**What you are asked to do:** All lines in the data below carrying the string "them" are to be located and copied.

**Record excerpts:**

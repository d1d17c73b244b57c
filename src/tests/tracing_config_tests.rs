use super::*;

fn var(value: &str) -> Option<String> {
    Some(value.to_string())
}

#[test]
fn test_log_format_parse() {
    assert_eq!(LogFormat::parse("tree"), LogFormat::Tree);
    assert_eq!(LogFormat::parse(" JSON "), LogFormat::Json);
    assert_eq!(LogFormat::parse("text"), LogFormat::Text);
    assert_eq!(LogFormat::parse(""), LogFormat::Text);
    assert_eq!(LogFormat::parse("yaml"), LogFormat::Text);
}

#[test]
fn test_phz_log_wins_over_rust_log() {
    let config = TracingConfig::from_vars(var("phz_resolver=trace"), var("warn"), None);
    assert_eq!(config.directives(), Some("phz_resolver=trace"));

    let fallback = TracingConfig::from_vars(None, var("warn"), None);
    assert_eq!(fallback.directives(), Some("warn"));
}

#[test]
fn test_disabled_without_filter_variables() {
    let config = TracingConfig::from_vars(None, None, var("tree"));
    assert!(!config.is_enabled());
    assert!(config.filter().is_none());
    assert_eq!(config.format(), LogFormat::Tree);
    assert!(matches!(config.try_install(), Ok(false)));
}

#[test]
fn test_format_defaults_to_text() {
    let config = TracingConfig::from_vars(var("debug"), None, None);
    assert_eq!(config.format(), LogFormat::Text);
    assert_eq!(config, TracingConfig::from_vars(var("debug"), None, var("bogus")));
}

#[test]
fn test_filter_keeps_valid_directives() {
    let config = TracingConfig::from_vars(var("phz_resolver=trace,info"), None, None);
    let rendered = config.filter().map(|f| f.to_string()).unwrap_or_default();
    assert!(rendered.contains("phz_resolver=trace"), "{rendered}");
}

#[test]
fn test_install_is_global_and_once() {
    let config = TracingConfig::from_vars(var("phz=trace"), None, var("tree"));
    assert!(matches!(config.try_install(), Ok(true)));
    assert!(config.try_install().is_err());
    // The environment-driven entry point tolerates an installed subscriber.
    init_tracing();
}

--

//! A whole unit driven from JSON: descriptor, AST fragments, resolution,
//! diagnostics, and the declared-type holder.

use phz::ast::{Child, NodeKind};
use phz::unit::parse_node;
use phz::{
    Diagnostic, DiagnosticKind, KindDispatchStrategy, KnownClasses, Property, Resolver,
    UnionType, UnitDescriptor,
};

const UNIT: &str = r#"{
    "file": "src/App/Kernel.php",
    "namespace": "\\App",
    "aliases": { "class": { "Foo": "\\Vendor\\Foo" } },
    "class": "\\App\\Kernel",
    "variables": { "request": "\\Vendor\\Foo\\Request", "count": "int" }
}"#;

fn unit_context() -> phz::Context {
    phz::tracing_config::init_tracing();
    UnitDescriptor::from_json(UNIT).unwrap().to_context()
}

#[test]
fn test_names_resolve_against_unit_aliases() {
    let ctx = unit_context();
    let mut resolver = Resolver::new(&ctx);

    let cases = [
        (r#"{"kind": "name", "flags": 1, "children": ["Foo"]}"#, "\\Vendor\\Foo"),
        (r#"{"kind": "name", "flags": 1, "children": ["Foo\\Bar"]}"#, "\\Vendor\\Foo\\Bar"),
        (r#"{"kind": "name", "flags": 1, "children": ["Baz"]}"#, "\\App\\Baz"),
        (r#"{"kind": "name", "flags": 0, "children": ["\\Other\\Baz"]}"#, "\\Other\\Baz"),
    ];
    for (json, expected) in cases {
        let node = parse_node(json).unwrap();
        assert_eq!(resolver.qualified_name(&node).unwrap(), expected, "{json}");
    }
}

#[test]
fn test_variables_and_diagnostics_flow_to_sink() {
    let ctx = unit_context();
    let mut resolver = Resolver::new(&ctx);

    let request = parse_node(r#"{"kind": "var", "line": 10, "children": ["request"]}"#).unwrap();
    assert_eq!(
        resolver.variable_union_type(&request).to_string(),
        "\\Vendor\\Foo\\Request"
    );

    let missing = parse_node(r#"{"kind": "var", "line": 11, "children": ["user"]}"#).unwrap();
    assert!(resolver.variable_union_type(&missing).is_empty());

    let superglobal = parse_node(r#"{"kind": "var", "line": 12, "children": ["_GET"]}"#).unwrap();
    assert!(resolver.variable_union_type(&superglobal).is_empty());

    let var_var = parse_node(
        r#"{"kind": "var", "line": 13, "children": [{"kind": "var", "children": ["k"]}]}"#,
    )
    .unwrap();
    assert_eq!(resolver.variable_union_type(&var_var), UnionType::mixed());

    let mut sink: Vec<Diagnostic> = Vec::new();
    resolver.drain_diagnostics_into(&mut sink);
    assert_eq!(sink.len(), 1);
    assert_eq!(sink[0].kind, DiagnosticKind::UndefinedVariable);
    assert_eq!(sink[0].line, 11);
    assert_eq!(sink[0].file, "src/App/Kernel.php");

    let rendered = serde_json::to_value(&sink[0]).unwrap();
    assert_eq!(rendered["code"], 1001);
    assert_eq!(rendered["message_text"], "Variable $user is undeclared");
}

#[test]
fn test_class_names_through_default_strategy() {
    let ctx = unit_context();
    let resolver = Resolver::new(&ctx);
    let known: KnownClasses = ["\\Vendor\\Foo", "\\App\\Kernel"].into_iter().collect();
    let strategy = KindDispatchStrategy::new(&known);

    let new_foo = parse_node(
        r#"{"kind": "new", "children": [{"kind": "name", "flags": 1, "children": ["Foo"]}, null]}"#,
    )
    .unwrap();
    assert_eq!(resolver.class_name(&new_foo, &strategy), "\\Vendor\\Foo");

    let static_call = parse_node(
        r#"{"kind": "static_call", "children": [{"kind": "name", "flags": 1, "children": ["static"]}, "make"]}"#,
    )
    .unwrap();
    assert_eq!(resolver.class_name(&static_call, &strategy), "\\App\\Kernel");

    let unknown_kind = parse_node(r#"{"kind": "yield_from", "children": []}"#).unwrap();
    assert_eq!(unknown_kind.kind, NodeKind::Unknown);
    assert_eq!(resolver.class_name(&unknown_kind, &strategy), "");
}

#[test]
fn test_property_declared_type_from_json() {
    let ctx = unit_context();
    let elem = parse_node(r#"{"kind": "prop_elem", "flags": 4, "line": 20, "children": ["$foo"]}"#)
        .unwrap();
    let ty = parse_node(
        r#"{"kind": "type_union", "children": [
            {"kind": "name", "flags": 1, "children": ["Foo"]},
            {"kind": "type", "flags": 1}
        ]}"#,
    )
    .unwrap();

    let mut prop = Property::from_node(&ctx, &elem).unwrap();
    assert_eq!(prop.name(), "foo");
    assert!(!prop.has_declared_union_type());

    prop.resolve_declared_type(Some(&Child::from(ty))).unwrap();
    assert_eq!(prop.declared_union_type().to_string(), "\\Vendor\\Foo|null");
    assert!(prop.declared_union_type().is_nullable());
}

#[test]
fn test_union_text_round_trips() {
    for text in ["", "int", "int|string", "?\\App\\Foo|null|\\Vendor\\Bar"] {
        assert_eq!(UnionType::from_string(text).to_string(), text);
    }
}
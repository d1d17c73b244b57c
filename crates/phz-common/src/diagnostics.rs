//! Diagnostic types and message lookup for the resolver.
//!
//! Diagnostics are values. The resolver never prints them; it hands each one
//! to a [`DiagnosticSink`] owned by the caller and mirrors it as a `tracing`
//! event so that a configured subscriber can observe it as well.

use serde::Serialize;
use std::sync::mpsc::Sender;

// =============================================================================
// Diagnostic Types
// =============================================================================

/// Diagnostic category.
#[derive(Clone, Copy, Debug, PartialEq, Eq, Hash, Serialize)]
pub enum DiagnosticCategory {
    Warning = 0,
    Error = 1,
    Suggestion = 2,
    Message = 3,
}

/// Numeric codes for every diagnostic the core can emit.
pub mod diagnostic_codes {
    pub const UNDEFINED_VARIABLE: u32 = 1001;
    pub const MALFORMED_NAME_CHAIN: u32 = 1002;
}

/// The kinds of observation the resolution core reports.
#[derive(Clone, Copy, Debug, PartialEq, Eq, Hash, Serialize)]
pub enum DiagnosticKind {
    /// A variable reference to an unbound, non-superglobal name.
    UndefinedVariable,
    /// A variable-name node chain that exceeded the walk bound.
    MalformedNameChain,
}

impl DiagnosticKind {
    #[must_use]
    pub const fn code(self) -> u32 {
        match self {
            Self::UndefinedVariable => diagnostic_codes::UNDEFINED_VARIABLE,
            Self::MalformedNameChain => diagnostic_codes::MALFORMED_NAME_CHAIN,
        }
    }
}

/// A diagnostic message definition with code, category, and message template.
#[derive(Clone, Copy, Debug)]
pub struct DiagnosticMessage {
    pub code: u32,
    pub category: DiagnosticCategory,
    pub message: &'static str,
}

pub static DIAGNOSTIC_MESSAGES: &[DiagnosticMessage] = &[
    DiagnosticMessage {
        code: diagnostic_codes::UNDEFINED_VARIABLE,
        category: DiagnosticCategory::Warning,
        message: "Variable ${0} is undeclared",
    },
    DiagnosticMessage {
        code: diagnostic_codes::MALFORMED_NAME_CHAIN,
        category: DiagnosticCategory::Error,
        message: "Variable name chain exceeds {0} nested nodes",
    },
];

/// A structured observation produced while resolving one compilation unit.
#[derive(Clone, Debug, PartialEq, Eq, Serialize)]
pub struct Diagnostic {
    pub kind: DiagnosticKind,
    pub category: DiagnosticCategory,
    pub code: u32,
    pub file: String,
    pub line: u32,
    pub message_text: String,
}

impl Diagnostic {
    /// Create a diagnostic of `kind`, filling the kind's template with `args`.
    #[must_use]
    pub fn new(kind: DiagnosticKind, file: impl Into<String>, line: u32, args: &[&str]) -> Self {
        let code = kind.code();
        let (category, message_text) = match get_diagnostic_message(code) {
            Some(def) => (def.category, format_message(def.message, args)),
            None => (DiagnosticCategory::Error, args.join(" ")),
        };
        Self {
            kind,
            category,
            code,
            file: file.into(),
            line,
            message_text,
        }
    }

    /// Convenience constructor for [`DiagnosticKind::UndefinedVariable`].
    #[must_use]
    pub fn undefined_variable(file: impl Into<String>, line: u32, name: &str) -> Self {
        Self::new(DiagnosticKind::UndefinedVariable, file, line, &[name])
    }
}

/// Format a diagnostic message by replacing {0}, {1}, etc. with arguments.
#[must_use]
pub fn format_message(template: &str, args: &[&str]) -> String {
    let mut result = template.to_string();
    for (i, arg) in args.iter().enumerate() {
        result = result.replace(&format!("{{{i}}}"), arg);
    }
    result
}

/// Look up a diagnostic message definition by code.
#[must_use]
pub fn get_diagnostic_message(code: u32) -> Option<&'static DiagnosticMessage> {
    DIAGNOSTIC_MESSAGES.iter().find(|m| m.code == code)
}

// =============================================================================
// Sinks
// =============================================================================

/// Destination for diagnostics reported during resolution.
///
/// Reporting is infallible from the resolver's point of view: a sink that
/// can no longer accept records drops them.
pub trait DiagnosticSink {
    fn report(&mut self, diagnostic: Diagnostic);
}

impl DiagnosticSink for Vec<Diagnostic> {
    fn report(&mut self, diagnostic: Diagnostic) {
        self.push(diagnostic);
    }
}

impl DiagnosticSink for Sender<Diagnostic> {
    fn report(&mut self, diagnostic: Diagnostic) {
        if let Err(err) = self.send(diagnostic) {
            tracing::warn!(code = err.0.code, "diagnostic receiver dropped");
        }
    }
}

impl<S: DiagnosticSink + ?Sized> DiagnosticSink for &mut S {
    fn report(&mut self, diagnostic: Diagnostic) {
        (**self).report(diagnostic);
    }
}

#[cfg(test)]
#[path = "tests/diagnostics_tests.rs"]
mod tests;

**Answer box:**
//! Diagnostics are values. The resolver never prints them; it hands each one
/// can no longer accept records drops them.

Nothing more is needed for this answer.